The conflict between the two trends continued even after a new statute for married women was approved in 1882 that allowed married women to maintain income and property that they acquired throughout marriage. Although married bourgeois women could no longer be implicitly discriminated against on property grounds if female property owners were granted the vote, the conflict between the feminists who created the WFrL and those who wanted to restrict the vote exclusively to single women had a strategic background: to establish the surest way to win the class solidarity of bourgeois men for the movement. Its class character was unquestionable. The WFrL was intended, "to extend to women, whether unmarried, married or widowed, the right to vote at parliamentary, municipal, local and other elections’ on the same terms as men.” Obviously "the same terms as men" referred to the same qualifications of property.
The first internal battles of feminism between those defending the right to vote of all wealthy women and those limiting it to single women never included working women.
There could be no greater contrast with the politics of the revolutionary movement. Since the Gotha Congress (1875), the German socialists have placed the "women's question" at the center of their strategy, organizing more and more women workers and fighting for universal suffrage for both sexes.

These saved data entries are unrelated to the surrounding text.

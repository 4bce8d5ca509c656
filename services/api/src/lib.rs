mod cli;
mod demo;
mod infra;
mod routes;
mod server;

use benefit_screener::error::AppError;

pub async fn run() -> Result<(), AppError> {
    cli::run().await
}
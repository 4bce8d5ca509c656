use chrono::NaiveDate;
use serde::{Deserialize, Serialize};
use tracing::debug;

use super::domain::{Age, HouseholdMember, MemberId, RelationshipKind};

const FAMILY_MEAL_AGE_LIMIT: u32 = 22;
const WARD_MEAL_AGE_LIMIT: u32 = 18;

/// A member declared how another member is related to them.
#[derive(Debug, Clone, PartialEq, Eq, Serialize, Deserialize)]
pub struct RelationshipDeclared {
    pub member_id: MemberId,
    pub related_id: MemberId,
    pub kind: RelationshipKind,
}

/// Mutation the propagation rule asks the caller to apply before re-evaluating.
#[derive(Debug, Clone, PartialEq, Eq, Serialize, Deserialize)]
#[serde(tag = "intent", rename_all = "snake_case")]
pub enum MemberIntent {
    SetRelationship {
        member_id: MemberId,
        related_id: MemberId,
        kind: RelationshipKind,
    },
    JoinMealGroup {
        member_id: MemberId,
    },
}

#[derive(Debug, thiserror::Error)]
pub enum RelationshipError {
    #[error("member {0} is not part of the household")]
    UnknownMember(MemberId),
    #[error("member {0} cannot be related to themselves")]
    SelfRelationship(MemberId),
}

/// Whether a related member of `kind` and `age` joins the declaring member's meal group.
pub fn joins_meal_group(kind: RelationshipKind, age: Option<Age>) -> bool {
    let younger_than = |limit: u32| age.map(|age| age.years < limit).unwrap_or(false);

    match kind {
        RelationshipKind::Spouse => true,
        RelationshipKind::Parent
        | RelationshipKind::Child
        | RelationshipKind::StepParent
        | RelationshipKind::StepChild
        | RelationshipKind::AdoptiveParent
        | RelationshipKind::AdoptedChild => younger_than(FAMILY_MEAL_AGE_LIMIT),
        RelationshipKind::Guardian | RelationshipKind::Ward => younger_than(WARD_MEAL_AGE_LIMIT),
        RelationshipKind::Sibling
        | RelationshipKind::Grandparent
        | RelationshipKind::Grandchild
        | RelationshipKind::Other => false,
    }
}

/// Turns a relationship declaration into the intents needed to record it.
pub fn propagate(
    members: &[HouseholdMember],
    event: &RelationshipDeclared,
    as_of: NaiveDate,
) -> Result<Vec<MemberIntent>, RelationshipError> {
    if event.member_id == event.related_id {
        return Err(RelationshipError::SelfRelationship(event.member_id.clone()));
    }

    let find = |id: &MemberId| {
        members
            .iter()
            .find(|member| &member.id == id)
            .ok_or_else(|| RelationshipError::UnknownMember(id.clone()))
    };
    let member = find(&event.member_id)?;
    let related = find(&event.related_id)?;

    let mut intents = vec![
        MemberIntent::SetRelationship {
            member_id: member.id.clone(),
            related_id: related.id.clone(),
            kind: event.kind,
        },
        MemberIntent::SetRelationship {
            member_id: related.id.clone(),
            related_id: member.id.clone(),
            kind: event.kind.reciprocal(),
        },
    ];

    let joins = member.shares_meal
        && !related.shares_meal
        && !related.is_excluded_from_meal_group()
        && joins_meal_group(event.kind, related.age_on(as_of));
    if joins {
        intents.push(MemberIntent::JoinMealGroup {
            member_id: related.id.clone(),
        });
    }

    debug!(
        member_id = %member.id,
        related_id = %related.id,
        kind = ?event.kind,
        joins_meal_group = joins,
        "relationship declared"
    );

    Ok(intents)
}

/// Applies intents in order. Intents naming unknown members are skipped.
pub fn apply_intents(members: &mut [HouseholdMember], intents: &[MemberIntent]) {
    for intent in intents {
        match intent {
            MemberIntent::SetRelationship {
                member_id,
                related_id,
                kind,
            } => {
                if let Some(member) = members.iter_mut().find(|member| &member.id == member_id) {
                    member.relationships.insert(related_id.clone(), *kind);
                }
            }
            MemberIntent::JoinMealGroup { member_id } => {
                if let Some(member) = members.iter_mut().find(|member| &member.id == member_id) {
                    member.shares_meal = true;
                }
            }
        }
    }
}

The struggle for universal suffrage was inseparable from the general objectives of the labor movement, because communism is not only the negation of capitalism or its direct consequences, but of any class society, with all its associated systems of oppression and discrimination, from linguistic oppression to sexism.
As Rosa Luxemburg pointed out in the National Question
“The duty of the class party of the proletariat to protest and resist national oppression arises not from any special ‘right of nations', just as, for example, its striving for the social and political equality of sexes does not at all result from any special ‘rights of women’ which the movement of bourgeois emancipationists refers to. This duty arises solely from the general opposition to the class regime and to every form of social inequality and social domination, in a word, from the basic position of socialism.”

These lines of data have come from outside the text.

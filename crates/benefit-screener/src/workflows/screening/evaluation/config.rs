use std::io::Read;

use serde::{Deserialize, Serialize};

use super::super::domain::YearType;
use super::frequency::Period;
use super::resources::IncomeRule;

/// Thresholds and income rules for every screened program.
///
/// Deserializes from partial JSON; any omitted section or field keeps its default.
#[derive(Debug, Clone, Default, PartialEq, Serialize, Deserialize)]
#[serde(default)]
pub struct ScreeningConfig {
    pub snap: SnapRules,
    pub pace: PaceRules,
    pub lis: LisRules,
    pub msp: MspRules,
    pub ptrr: PtrrRules,
}

impl ScreeningConfig {
    pub fn from_reader<R: Read>(reader: R) -> Result<Self, serde_json::Error> {
        serde_json::from_reader(reader)
    }
}

#[derive(Debug, Clone, PartialEq, Serialize, Deserialize)]
#[serde(default)]
pub struct SnapRules {
    pub income: IncomeRule,
    pub earned_income_deduction_rate: f64,
    pub elderly_age: u32,
    pub asset_limit: f64,
    pub expedited_asset_ceiling: f64,
    pub expedited_gross_income_ceiling: f64,
}

impl Default for SnapRules {
    fn default() -> Self {
        Self {
            income: IncomeRule::new(YearType::Current, true, Period::Monthly),
            earned_income_deduction_rate: 0.2,
            elderly_age: 60,
            asset_limit: 4500.0,
            expedited_asset_ceiling: 100.0,
            expedited_gross_income_ceiling: 150.0,
        }
    }
}

/// Income bands for one filing situation; PACE is strictly below `pace_below`.
#[derive(Debug, Clone, Copy, PartialEq, Serialize, Deserialize)]
pub struct PaceBands {
    pub pace_below: f64,
    pub pacenet_max: f64,
    pub buffer_max: f64,
}

#[derive(Debug, Clone, PartialEq, Serialize, Deserialize)]
#[serde(default)]
pub struct PaceRules {
    pub income: IncomeRule,
    pub minimum_age: u32,
    pub single: PaceBands,
    pub married: PaceBands,
}

impl Default for PaceRules {
    fn default() -> Self {
        Self {
            income: IncomeRule::new(YearType::Previous, true, Period::Yearly),
            minimum_age: 65,
            single: PaceBands {
                pace_below: 14_500.0,
                pacenet_max: 33_500.0,
                buffer_max: 43_500.0,
            },
            married: PaceBands {
                pace_below: 17_700.0,
                pacenet_max: 41_500.0,
                buffer_max: 51_500.0,
            },
        }
    }
}

#[derive(Debug, Clone, Copy, PartialEq, Serialize, Deserialize)]
pub struct ResourceLimits {
    pub income: f64,
    pub assets: f64,
}

#[derive(Debug, Clone, PartialEq, Serialize, Deserialize)]
#[serde(default)]
pub struct LisRules {
    pub income: IncomeRule,
    pub minimum_age: u32,
    pub single: ResourceLimits,
    pub married: ResourceLimits,
}

impl Default for LisRules {
    fn default() -> Self {
        Self {
            income: IncomeRule::new(YearType::Current, false, Period::Yearly),
            minimum_age: 65,
            single: ResourceLimits {
                income: 22_590.0,
                assets: 17_600.0,
            },
            married: ResourceLimits {
                income: 30_660.0,
                assets: 35_130.0,
            },
        }
    }
}

/// Ascending MSP income ceilings plus the shared asset ceiling.
#[derive(Debug, Clone, Copy, PartialEq, Serialize, Deserialize)]
pub struct MspBands {
    pub qmb: f64,
    pub slmb: f64,
    pub qi: f64,
    pub assets: f64,
}

#[derive(Debug, Clone, PartialEq, Serialize, Deserialize)]
#[serde(default)]
pub struct MspRules {
    pub income: IncomeRule,
    pub minimum_age: u32,
    pub earned_income_disregard: f64,
    pub general_disregard: f64,
    pub single: MspBands,
    pub married: MspBands,
}

impl Default for MspRules {
    fn default() -> Self {
        Self {
            income: IncomeRule::new(YearType::Current, false, Period::Yearly),
            minimum_age: 65,
            earned_income_disregard: 65.0,
            general_disregard: 240.0,
            single: MspBands {
                qmb: 15_900.0,
                slmb: 19_860.0,
                qi: 23_880.0,
                assets: 9_660.0,
            },
            married: MspBands {
                qmb: 21_396.0,
                slmb: 26_700.0,
                qi: 31_980.0,
                assets: 14_470.0,
            },
        }
    }
}

#[derive(Debug, Clone, PartialEq, Serialize, Deserialize)]
#[serde(default)]
pub struct PtrrRules {
    pub income: IncomeRule,
    pub income_limit: f64,
}

impl Default for PtrrRules {
    fn default() -> Self {
        Self {
            income: IncomeRule::new(YearType::Previous, false, Period::Yearly),
            income_limit: 46_520.0,
        }
    }
}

The efforts of the left wing of the Second International to incorporate women workers into the socialist movement and fight for their needs did not come from a feminist sentiment, from an extension of the inter-classist politics of feminism. On the contrary, all their efforts were part of their revolutionary politics, it was a logical extension of the movement that sought to seize power from the bourgeois class and create a truly human world. For them, as for all Marxists of the time, the myth of the "community of women's interests" concealed the antagonism between classes. Feminist "sorority" has the same meaning for women workers as the Jacobin "fraternity" that did not distinguish between sexes: subjection to class interests of others. That is why Rosa Luxemburg, Clara Zetkin, Alexandra Kollontai and other revolutionaries were unconditionally against feminism. They understood, unlike academic "Marxist feminists", that feminism is irreconcilable with communism.

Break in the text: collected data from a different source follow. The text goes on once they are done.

use std::collections::BTreeMap;

use chrono::NaiveDate;
use serde::{Deserialize, Serialize};

use super::super::domain::{
    Age, Client, Expense, HouseholdMember, Income, MemberId, RelationshipKind, UtilityType,
    YearType,
};
use super::frequency::{normalize, to_monthly, Period};

/// How a program selects and scales income lines before summing them.
#[derive(Debug, Clone, Copy, PartialEq, Eq, Serialize, Deserialize)]
pub struct IncomeRule {
    pub year: YearType,
    /// When false, `amount` is summed as entered regardless of frequency.
    pub normalize_income: bool,
    pub period: Period,
}

impl IncomeRule {
    pub const fn new(year: YearType, normalize_income: bool, period: Period) -> Self {
        Self {
            year,
            normalize_income,
            period,
        }
    }

    pub fn amount_of(&self, income: &Income) -> f64 {
        if self.normalize_income {
            normalize(income.amount, income.frequency, self.period)
        } else {
            income.amount
        }
    }

    pub fn incomes<'m>(&self, member: &'m HouseholdMember) -> impl Iterator<Item = &'m Income> {
        let year = self.year;
        member
            .incomes
            .iter()
            .filter(move |income| income.year == year)
    }

    pub fn total(&self, member: &HouseholdMember) -> f64 {
        self.incomes(member)
            .map(|income| self.amount_of(income))
            .sum()
    }
}

pub fn asset_total(member: &HouseholdMember) -> f64 {
    member.assets.iter().map(|asset| asset.value).sum()
}

pub fn shelter_total(member: &HouseholdMember) -> f64 {
    member
        .expenses
        .iter()
        .map(|expense| match expense {
            Expense::Shelter { value } => *value,
            _ => 0.0,
        })
        .sum()
}

pub fn other_expense_total(member: &HouseholdMember) -> f64 {
    member
        .expenses
        .iter()
        .map(|expense| match expense {
            Expense::Other { value } => *value,
            _ => 0.0,
        })
        .sum()
}

pub fn medical_monthly_total(member: &HouseholdMember) -> f64 {
    member
        .expenses
        .iter()
        .map(|expense| match expense {
            Expense::Medical {
                value, frequency, ..
            } => to_monthly(*value, *frequency),
            _ => 0.0,
        })
        .sum()
}

pub fn part_b_monthly_premium(member: &HouseholdMember) -> f64 {
    member
        .expenses
        .iter()
        .filter(|expense| expense.is_part_b_premium())
        .map(|expense| match expense {
            Expense::Medical {
                value, frequency, ..
            } => to_monthly(*value, *frequency),
            _ => 0.0,
        })
        .sum()
}

pub fn utility_types(member: &HouseholdMember) -> impl Iterator<Item = UtilityType> + '_ {
    member.expenses.iter().filter_map(|expense| match expense {
        Expense::Utility { utility_type, .. } => Some(*utility_type),
        _ => None,
    })
}

/// Mutually declared spouse pairs, resolved once per evaluation pass.
#[derive(Debug, Clone, Default, PartialEq, Eq)]
pub struct SpousePairs {
    pairs: BTreeMap<MemberId, MemberId>,
}

impl SpousePairs {
    /// Pairs each member with the first related member (in id order) that declares them a
    /// spouse in return. A member already paired is never paired again.
    pub fn from_members(members: &[HouseholdMember]) -> Self {
        let by_id: BTreeMap<&MemberId, &HouseholdMember> =
            members.iter().map(|member| (&member.id, member)).collect();
        let mut pairs: BTreeMap<MemberId, MemberId> = BTreeMap::new();

        for member in members {
            if pairs.contains_key(&member.id) {
                continue;
            }

            let spouse = member
                .relationships
                .iter()
                .filter(|(_, kind)| **kind == RelationshipKind::Spouse)
                .map(|(related_id, _)| related_id)
                .find(|related_id| {
                    **related_id != member.id
                        && !pairs.contains_key(*related_id)
                        && by_id
                            .get(related_id)
                            .and_then(|related| related.relationships.get(&member.id))
                            == Some(&RelationshipKind::Spouse)
                });

            if let Some(spouse) = spouse {
                pairs.insert(member.id.clone(), spouse.clone());
                pairs.insert(spouse.clone(), member.id.clone());
            }
        }

        Self { pairs }
    }

    pub fn spouse_of(&self, member_id: &MemberId) -> Option<&MemberId> {
        self.pairs.get(member_id)
    }

    pub fn len(&self) -> usize {
        self.pairs.len() / 2
    }

    pub fn is_empty(&self) -> bool {
        self.pairs.is_empty()
    }
}

/// Read-only view of a household shared by every evaluator in a pass.
pub struct HouseholdSnapshot<'a> {
    members: &'a [HouseholdMember],
    client: &'a Client,
    as_of: NaiveDate,
    spouses: SpousePairs,
}

impl<'a> HouseholdSnapshot<'a> {
    pub fn new(members: &'a [HouseholdMember], client: &'a Client, as_of: NaiveDate) -> Self {
        Self {
            members,
            client,
            as_of,
            spouses: SpousePairs::from_members(members),
        }
    }

    pub fn members(&self) -> &'a [HouseholdMember] {
        self.members
    }

    pub fn client(&self) -> &'a Client {
        self.client
    }

    pub fn as_of(&self) -> NaiveDate {
        self.as_of
    }

    pub fn spouses(&self) -> &SpousePairs {
        &self.spouses
    }

    pub fn age_of(&self, member: &HouseholdMember) -> Option<Age> {
        member.age_on(self.as_of)
    }

    pub fn is_at_least(&self, member: &HouseholdMember, years: u32) -> bool {
        self.age_of(member)
            .map(|age| age.years >= years)
            .unwrap_or(false)
    }

    pub fn has_spouse(&self, member: &HouseholdMember) -> bool {
        self.spouses.spouse_of(&member.id).is_some()
    }

    /// Computes `figure` for every member and adds the spouse's figure where a pair exists.
    /// Both spouses receive the same combined value.
    pub fn combined<F>(&self, figure: F) -> BTreeMap<MemberId, f64>
    where
        F: Fn(&HouseholdMember) -> f64,
    {
        let own: BTreeMap<&MemberId, f64> = self
            .members
            .iter()
            .map(|member| (&member.id, figure(member)))
            .collect();
        let mut combined = BTreeMap::new();

        for member in self.members {
            if combined.contains_key(&member.id) {
                continue;
            }

            let mut total = own.get(&member.id).copied().unwrap_or(0.0);
            if let Some(spouse) = self.spouses.spouse_of(&member.id) {
                total += own.get(spouse).copied().unwrap_or(0.0);
                combined.insert(spouse.clone(), total);
            }
            combined.insert(member.id.clone(), total);
        }

        combined
    }
}
use serde::{Deserialize, Serialize};

use super::super::domain::Frequency;

/// Period a program compares income against.
#[derive(Debug, Clone, Copy, PartialEq, Eq, Serialize, Deserialize)]
#[serde(rename_all = "snake_case")]
pub enum Period {
    Monthly,
    Yearly,
}

pub fn monthly_multiplier(frequency: Frequency) -> f64 {
    match frequency {
        Frequency::Weekly => 4.33,
        Frequency::Biweekly => 2.17,
        Frequency::Bimonthly => 2.0,
        Frequency::Monthly => 1.0,
        Frequency::Quarterly => 1.0 / 3.0,
        Frequency::Yearly => 1.0 / 12.0,
    }
}

pub fn to_monthly(amount: f64, frequency: Frequency) -> f64 {
    match frequency {
        Frequency::Quarterly => amount / 3.0,
        Frequency::Yearly => amount / 12.0,
        other => amount * monthly_multiplier(other),
    }
}

pub fn to_yearly(amount: f64, frequency: Frequency) -> f64 {
    match frequency {
        Frequency::Yearly => amount,
        Frequency::Quarterly => amount * 4.0,
        other => to_monthly(amount, other) * 12.0,
    }
}

pub fn normalize(amount: f64, frequency: Frequency, period: Period) -> f64 {
    match period {
        Period::Monthly => to_monthly(amount, frequency),
        Period::Yearly => to_yearly(amount, frequency),
    }
}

In 1892, the founders of the WFrL, Emmeline and Richard Pankhurst, caused an altercation at a meeting of suffragettes. Lydia Becker, in the meeting, was pushing for a bill that would give the vote exclusively to unmarried women. The Pankhursts interrupted the speakers by shouting their objections. Elizabeth Wolstenholme-Elmy, WFrL's organizational secretary, disapproved of her behavior, and resigned. She was replaced as secretary by Ursula Bright, wife of a Liberal parliamentarian, which signified the strengthening the ties between the WFrL and the Liberal Party. In the end, the work of Ursula Bright, Emmeline Pankhurst and others gained enough influence to insert their principles into the Local Government Statute of 1894. This law enshrined the principle that all women, married or unmarried, had the right to vote in local elections if they had sufficient assets.
The Liberal Party, which had already split in 1886 as a result of the debate over Irish autonomy, elected the Count of Rosebury, representing the imperialist faction, as its leader in 1894. Like many other liberals, the Pankhursts then left the party to join the reformist Independent Labour Party (ILP). The ILP was a product of the British trade unions, which at that time were struggling to get their own deputies. Initially they had supported liberal parliamentarians opposed to anti-union legislation. But the Liberal Party did not live up to the expectations of either the unions or the Pankhursts. The unions urged the Liberal Party caucuses to elect some of their leaders as candidates, which the Liberal Party failed to do. Not only did it fail to carry out this task, but by pressing for the post of deputy to remain unpaid, it further alienated the aspirations of workers in general for parliamentary representation. All these disappointments led to the creation of the Labor Representation Committe: a federal organization made up of trade unions and the ILP.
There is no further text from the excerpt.